= Goal of the exercise =
Would you please transcribe exactly the lines from the one containing "builder = builder.ethereum_bridge(bridge);" through the end of the material below, and only those?

= Records =
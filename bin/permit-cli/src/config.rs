use ::config::{Layer, NetworkConfig, NetworkConfigBuilder, NetworkType};
use alloy_primitives::Address;
use permit::PermitKind;
use serde::{Deserialize, Serialize};
use std::{collections::BTreeMap, path::Path};

/// Top-level CLI configuration.
#[derive(Debug, Clone, Serialize, Deserialize)]
pub struct Config {
    /// Network preset (mainnet or testnet)
    pub network: NetworkType,

    /// L1 RPC endpoint url, used to read nonces and domain separators
    #[serde(default)]
    pub l1_rpc_url: Option<String>,

    /// L2 RPC endpoint url
    #[serde(default)]
    pub l2_rpc_url: Option<String>,

    /// Signer-proxy url; when set, permits are signed remotely
    #[serde(default)]
    pub signer_proxy_url: Option<String>,

    /// Address served by the signer-proxy
    #[serde(default)]
    pub signer_address: Option<Address>,

    /// Override of the L2 chain id (local devnets)
    #[serde(default)]
    pub l2_chain_id: Option<u64>,

    /// Override of the L1 bridge address
    #[serde(default)]
    pub l1_bridge: Option<Address>,

    /// Override of the L2 bridge address
    #[serde(default)]
    pub l2_bridge: Option<Address>,

    /// Permit tokens by symbol
    #[serde(default)]
    pub tokens: BTreeMap<String, TokenConfig>,
}

/// A permit-capable token and its EIP-712 domain fields.
#[derive(Debug, Clone, Serialize, Deserialize)]
pub struct TokenConfig {
    pub address: Address,
    pub layer: Layer,
    /// Domain `name`
    pub name: String,
    /// Domain `version`
    #[serde(default = "default_version")]
    pub version: String,
    #[serde(default)]
    pub kind: PermitKind,
}

fn default_version() -> String {
    "1".to_string()
}

impl Config {
    pub fn from_file(path: impl AsRef<Path>) -> eyre::Result<Self> {
        let contents = std::fs::read_to_string(path)?;
        let config: Self = toml::from_str(&contents)?;

        Ok(config)
    }

    /// Network preset with the configured overrides applied.
    pub fn network_config(&self) -> NetworkConfig {
        let mut builder = NetworkConfigBuilder::from_network_type(self.network);
        if let Some(chain_id) = self.l2_chain_id {
            builder = builder.zkevm_chain_id(chain_id);
        }
        if let Some(bridge) = self.l1_bridge {
            builder = builder.ethereum_bridge(bridge);
        }
        if let Some(bridge) = self.l2_bridge {
            builder = builder.zkevm_bridge(bridge);
        }
        builder.build()
    }

    /// Look up a token by symbol.
    pub fn token(&self, symbol: &str) -> eyre::Result<&TokenConfig> {
        self.tokens
            .get(symbol)
            .ok_or_else(|| eyre::eyre!("token {symbol} is not configured"))
    }

    /// RPC url of the given layer, if configured.
    pub fn rpc_url(&self, layer: Layer) -> Option<&str> {
        match layer {
            Layer::L1 => self.l1_rpc_url.as_deref(),
            Layer::L2 => self.l2_rpc_url.as_deref(),
        }
    }
}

= The completed task =
            builder = builder.ethereum_bridge(bridge);
        }
        if let Some(bridge) = self.l2_bridge {
            builder = builder.zkevm_bridge(bridge);
        }
        builder.build()
    }

    /// Look up a token by symbol.
    pub fn token(&self, symbol: &str) -> eyre::Result<&TokenConfig> {
        self.tokens
            .get(symbol)
            .ok_or_else(|| eyre::eyre!("token {symbol} is not configured"))
    }

    /// RPC url of the given layer, if configured.
    pub fn rpc_url(&self, layer: Layer) -> Option<&str> {
        match layer {
            Layer::L1 => self.l1_rpc_url.as_deref(),
            Layer::L2 => self.l2_rpc_url.as_deref(),
        }
    }
}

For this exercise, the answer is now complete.